## Goal of the exercise
Set down exactly the first line of the entries and every line after it, through the line with "#[derive(Debug, Clone, PartialEq, Eq, Serialize, Deserialize)]".
Provided data below:
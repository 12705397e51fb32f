//! 다운로드/설치 계층의 에러 처리 및 복구 로직
//!
//! ## 지원하는 에러 상황
//! - 네트워크 끊김 (연결 실패, 본문 수신 중단)
//! - 비정상 HTTP 응답 (본문 포함)
//! - 파일 시스템 오류
//! - 압축 해제 중 경로 탈출 시도
//! - 버전 마커 누락 / 파싱 실패

use serde::{Deserialize, Serialize};
use std::fmt;
use std::path::Path;
use std::time::Duration;

/// 업데이터 에러 타입
#[derive(Debug, Clone, PartialEq, Eq, Serialize, Deserialize)]
#[serde(tag = "type", content = "details")]
pub enum UpdaterError {
    /// 네트워크 연결 실패
    NetworkError {
        url: String,
        message: String,
        recoverable: bool,
    },
    /// 2xx 이외의 응답. `message`에는 응답 본문이 들어간다
    ApiError {
        url: String,
        status_code: u16,
        message: String,
    },
    /// 파일 시스템 오류
    FileSystemError {
        operation: String,
        path: String,
        message: String,
    },
    /// 아카이브 엔트리가 대상 디렉터리 밖을 가리킴
    PathTraversal { entry: String },
    /// 아카이브를 열거나 읽지 못함
    ArchiveError { path: String, message: String },
    /// 버전 문자열 파싱 실패
    VersionParse { input: String },
    /// 버전 마커 파일 없음 (설치된 적 없음)
    VersionNotFound { path: String },
    /// 릴리스 목록이 비어 있음
    NoReleases,
    /// 플랫폼/타입에 맞는 파일이 없음
    NoReleaseFiles { kind: String, platform: String },
}

impl fmt::Display for UpdaterError {
    fn fmt(&self, f: &mut fmt::Formatter<'_>) -> fmt::Result {
        match self {
            UpdaterError::NetworkError { url, message, .. } => {
                write!(f, "Network error for {}: {}", url, message)
            }
            UpdaterError::ApiError { url, status_code, message } => {
                write!(f, "HTTP {} from {}: {}", status_code, url, message)
            }
            UpdaterError::FileSystemError { operation, path, message } => {
                write!(f, "File system error during {} on '{}': {}", operation, path, message)
            }
            UpdaterError::PathTraversal { entry } => {
                write!(f, "illegal file path in archive: {}", entry)
            }
            UpdaterError::ArchiveError { path, message } => {
                write!(f, "Archive error in '{}': {}", path, message)
            }
            UpdaterError::VersionParse { input } => {
                write!(f, "Invalid semantic version: '{}'", input)
            }
            UpdaterError::VersionNotFound { path } => {
                write!(f, "Version marker not found: {}", path)
            }
            UpdaterError::NoReleases => write!(f, "no releases"),
            UpdaterError::NoReleaseFiles { kind, platform } => {
                write!(f, "no release files of type '{}' for platform '{}'", kind, platform)
            }
        }
    }
}

impl std::error::Error for UpdaterError {}

impl UpdaterError {
    /// 복구 가능한 에러인지 확인
    pub fn is_recoverable(&self) -> bool {
        match self {
            UpdaterError::NetworkError { recoverable, .. } => *recoverable,
            // 5xx, 429만 재시도 대상
            UpdaterError::ApiError { status_code, .. } => *status_code >= 500 || *status_code == 429,
            _ => false,
        }
    }

    /// 버전 마커가 없어서 발생한 에러인지
    pub fn is_not_found(&self) -> bool {
        matches!(self, UpdaterError::VersionNotFound { .. })
    }

    /// reqwest 에러를 UpdaterError로 변환
    pub fn from_reqwest(err: &reqwest::Error, url: &str) -> Self {
        if let Some(status) = err.status() {
            UpdaterError::ApiError {
                url: url.to_string(),
                status_code: status.as_u16(),
                message: err.to_string(),
            }
        } else {
            UpdaterError::NetworkError {
                url: url.to_string(),
                message: err.to_string(),
                recoverable: err.is_timeout() || err.is_connect() || err.is_request() || err.is_body(),
            }
        }
    }

    /// IO 에러를 UpdaterError로 변환
    pub fn from_io(err: &std::io::Error, operation: &str, path: &Path) -> Self {
        UpdaterError::FileSystemError {
            operation: operation.to_string(),
            path: path.display().to_string(),
            message: err.to_string(),
        }
    }
}

/// 고정 간격 재시도 카운터
#[derive(Debug, Clone)]
pub struct RecoveryStrategy {
    /// 최대 시도 횟수
    pub max_retries: u32,
    /// 현재 시도 횟수
    pub current_attempt: u32,
    delay: Duration,
}

impl RecoveryStrategy {
    pub fn fixed(max_retries: u32, delay: Duration) -> Self {
        Self {
            max_retries,
            current_attempt: 0,
            delay,
        }
    }

    pub fn next_delay(&self) -> Duration {
        self.delay
    }

    /// 재시도 가능한지 확인
    pub fn can_retry(&self) -> bool {
        self.current_attempt < self.max_retries
    }

    /// 시도 횟수 증가
    pub fn increment(&mut self) {
        self.current_attempt += 1;
    }
}

/// 에러 컨텍스트 (디버깅/로깅용)
#[derive(Debug, Clone, Serialize, Deserialize)]
pub struct ErrorContext {
    pub timestamp: String,
    pub operation: String,
    pub component: Option<String>,
    pub error: UpdaterError,
}

impl ErrorContext {
    pub fn new(operation: &str, error: UpdaterError) -> Self {
        Self {
            timestamp: chrono::Utc::now().to_rfc3339(),
            operation: operation.to_string(),
            component: None,
            error,
        }
    }

    pub fn with_component(mut self, component: &str) -> Self {
        self.component = Some(component.to_string());
        self
    }

    /// 로그 출력
    pub fn log(&self) {
        if self.error.is_recoverable() {
            tracing::warn!(
                "[Error] {} - {} (recoverable): {}",
                self.operation,
                self.component.as_deref().unwrap_or("N/A"),
                self.error
            );
        } else {
            tracing::error!(
                "[Error] {} - {} (fatal): {}",
                self.operation,
                self.component.as_deref().unwrap_or("N/A"),
                self.error
            );
        }
    }
}

#[cfg(test)]
mod tests {
    use super::*;

    #[test]
    fn server_errors_are_recoverable() {
        let err = UpdaterError::ApiError {
            url: "http://x".into(),
            status_code: 503,
            message: "busy".into(),
        };
        assert!(err.is_recoverable());

        let err = UpdaterError::ApiError {
            url: "http://x".into(),
            status_code: 404,
            message: "missing".into(),
        };
        assert!(!err.is_recoverable());
        assert!(!UpdaterError::PathTraversal { entry: "../a".into() }.is_recoverable());
    }

    #[test]
    fn fixed_strategy_counts_attempts() {
        let mut strategy = RecoveryStrategy::fixed(2, Duration::from_millis(5));
        assert!(strategy.can_retry());
        strategy.increment();
        assert_eq!(strategy.next_delay(), Duration::from_millis(5));
        strategy.increment();
        assert!(!strategy.can_retry());
        assert_eq!(strategy.current_attempt, 2);
    }

    #[test]
    fn dropped_body_is_recoverable_network_error() {
        let err = UpdaterError::NetworkError {
            url: "http://x".into(),
            message: "connection reset".into(),
            recoverable: true,
        };
        assert!(err.is_recoverable());
        assert!(!err.is_not_found());
    }

    #[test]
    fn serializes_with_type_tag() {
        let json = serde_json::to_value(UpdaterError::VersionParse { input: "x.y".into() }).unwrap();
        assert_eq!(json["type"], "VersionParse");
        assert_eq!(json["details"]["input"], "x.y");
    }
}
End of Provided data.
## Exercise solution
repository 12705397e51fb32f
//! 다운로드/설치 계층의 에러 처리 및 복구 로직
//!
//! ## 지원하는 에러 상황
//! - 네트워크 끊김 (연결 실패, 본문 수신 중단)
//! - 비정상 HTTP 응답 (본문 포함)
//! - 파일 시스템 오류
//! - 압축 해제 중 경로 탈출 시도
//! - 버전 마커 누락 / 파싱 실패

use serde::{Deserialize, Serialize};
use std::fmt;
use std::path::Path;
use std::time::Duration;

/// 업데이터 에러 타입
#[derive(Debug, Clone, PartialEq, Eq, Serialize, Deserialize)]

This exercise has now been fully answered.